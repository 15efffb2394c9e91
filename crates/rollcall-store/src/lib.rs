//! rollcall-store: Durable roster and attendance log.
//!
//! Both collections live in one SQLite `kv` table under fixed keys, each
//! value a JSON array. An absent key reads as empty; a value that fails to
//! parse is reported as [`StoreError::DataCorruption`].

use rollcall_core::decision::{is_duplicate, AttendanceSink};
use rollcall_core::{AttendanceRecord, Identity};
use rusqlite::{params, Connection, OptionalExtension};
use serde::de::DeserializeOwned;
use serde::Serialize;
use std::path::Path;
use std::sync::{Mutex, MutexGuard, PoisonError};
use std::time::Duration;
use thiserror::Error;

pub const ROSTER_KEY: &str = "roster";
pub const ATTENDANCE_KEY: &str = "attendance-log";

#[derive(Error, Debug)]
pub enum StoreError {
    #[error("sqlite: {0}")]
    Sqlite(#[from] rusqlite::Error),
    #[error("failed to create store directory: {0}")]
    Io(#[from] std::io::Error),
    #[error("stored value for '{key}' is corrupt: {source}")]
    DataCorruption {
        key: String,
        #[source]
        source: serde_json::Error,
    },
    #[error("failed to serialize '{key}': {source}")]
    Serialize {
        key: String,
        #[source]
        source: serde_json::Error,
    },
}

/// Roster and attendance log persistence.
///
/// All access goes through one connection behind a mutex, so the
/// read-check-write of [`Store::add_attendance_if_not_duplicate`] is
/// serialized across threads.
pub struct Store {
    conn: Mutex<Connection>,
}

impl Store {
    /// Open (or create) the store at `path`.
    pub fn open(path: &Path) -> Result<Self, StoreError> {
        if let Some(parent) = path.parent() {
            if !parent.as_os_str().is_empty() {
                std::fs::create_dir_all(parent)?;
            }
        }
        let conn = Connection::open(path)?;
        conn.busy_timeout(Duration::from_secs(5))?;
        tracing::info!(path = %path.display(), "opened attendance store");
        Self::init(conn)
    }

    /// Private in-memory store.
    pub fn open_in_memory() -> Result<Self, StoreError> {
        Self::init(Connection::open_in_memory()?)
    }

    fn init(conn: Connection) -> Result<Self, StoreError> {
        conn.execute_batch(
            "CREATE TABLE IF NOT EXISTS kv (
                key   TEXT PRIMARY KEY,
                value TEXT NOT NULL
            );",
        )?;
        Ok(Self {
            conn: Mutex::new(conn),
        })
    }

    fn lock(&self) -> MutexGuard<'_, Connection> {
        // Every mutation is a single statement or transaction, so a
        // poisoned guard still holds a consistent connection.
        self.conn.lock().unwrap_or_else(PoisonError::into_inner)
    }

    /// Registered identities in registration order.
    pub fn list_identities(&self) -> Result<Vec<Identity>, StoreError> {
        read_key(&self.lock(), ROSTER_KEY)
    }

    /// Append an identity to the roster. The caller supplies a unique id.
    pub fn add_identity(&self, identity: Identity) -> Result<(), StoreError> {
        let mut conn = self.lock();
        let tx = conn.transaction()?;
        let mut roster: Vec<Identity> = read_key(&tx, ROSTER_KEY)?;
        roster.push(identity);
        write_key(&tx, ROSTER_KEY, &roster)?;
        tx.commit()?;
        Ok(())
    }

    /// Attendance log, most recent first.
    pub fn list_attendance(&self) -> Result<Vec<AttendanceRecord>, StoreError> {
        read_key(&self.lock(), ATTENDANCE_KEY)
    }

    /// Insert `record` at the head of the log unless an existing record for
    /// the same identity lies inside the dedup window. Returns whether the
    /// record was written.
    pub fn add_attendance_if_not_duplicate(
        &self,
        record: AttendanceRecord,
    ) -> Result<bool, StoreError> {
        let mut conn = self.lock();
        let tx = conn.transaction()?;
        let mut log: Vec<AttendanceRecord> = read_key(&tx, ATTENDANCE_KEY)?;
        if is_duplicate(&log, &record) {
            return Ok(false);
        }
        log.insert(0, record);
        write_key(&tx, ATTENDANCE_KEY, &log)?;
        tx.commit()?;
        Ok(true)
    }

    pub fn clear_attendance(&self) -> Result<(), StoreError> {
        delete_key(&self.lock(), ATTENDANCE_KEY)
    }

    pub fn clear_identities(&self) -> Result<(), StoreError> {
        delete_key(&self.lock(), ROSTER_KEY)
    }
}

impl AttendanceSink for Store {
    type Error = StoreError;

    fn append_if_not_duplicate(&self, record: AttendanceRecord) -> Result<bool, StoreError> {
        self.add_attendance_if_not_duplicate(record)
    }
}

fn read_key<T: DeserializeOwned>(conn: &Connection, key: &str) -> Result<Vec<T>, StoreError> {
    let raw: Option<String> = conn
        .query_row("SELECT value FROM kv WHERE key = ?1", params![key], |row| row.get(0))
        .optional()?;

    match raw {
        None => Ok(Vec::new()),
        Some(text) => serde_json::from_str(&text).map_err(|source| {
            tracing::error!(key, error = %source, "stored value failed to parse");
            StoreError::DataCorruption {
                key: key.to_string(),
                source,
            }
        }),
    }
}

fn write_key<T: Serialize>(conn: &Connection, key: &str, items: &[T]) -> Result<(), StoreError> {
    let text = serde_json::to_string(items).map_err(|source| StoreError::Serialize {
        key: key.to_string(),
        source,
    })?;
    conn.execute(
        "INSERT INTO kv (key, value) VALUES (?1, ?2)
         ON CONFLICT(key) DO UPDATE SET value = excluded.value",
        params![key, text],
    )?;
    Ok(())
}

fn delete_key(conn: &Connection, key: &str) -> Result<(), StoreError> {
    conn.execute("DELETE FROM kv WHERE key = ?1", params![key])?;
    Ok(())
}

__EXERCISE GOAL__
Every line above from the line with "log.insert(0, record);" to the line with "value failed to", both included, must be reproduced exactly, and no other line may appear.

__WRITTEN RESPONSE__
        log.insert(0, record);
        write_key(&tx, ATTENDANCE_KEY, &log)?;
        tx.commit()?;
        Ok(true)
    }

    pub fn clear_attendance(&self) -> Result<(), StoreError> {
        delete_key(&self.lock(), ATTENDANCE_KEY)
    }

    pub fn clear_identities(&self) -> Result<(), StoreError> {
        delete_key(&self.lock(), ROSTER_KEY)
    }
}

impl AttendanceSink for Store {
    type Error = StoreError;

    fn append_if_not_duplicate(&self, record: AttendanceRecord) -> Result<bool, StoreError> {
        self.add_attendance_if_not_duplicate(record)
    }
}

fn read_key<T: DeserializeOwned>(conn: &Connection, key: &str) -> Result<Vec<T>, StoreError> {
    let raw: Option<String> = conn
        .query_row("SELECT value FROM kv WHERE key = ?1", params![key], |row| row.get(0))
        .optional()?;

    match raw {
        None => Ok(Vec::new()),
        Some(text) => serde_json::from_str(&text).map_err(|source| {
            tracing::error!(key, error = %source, "stored value failed to parse");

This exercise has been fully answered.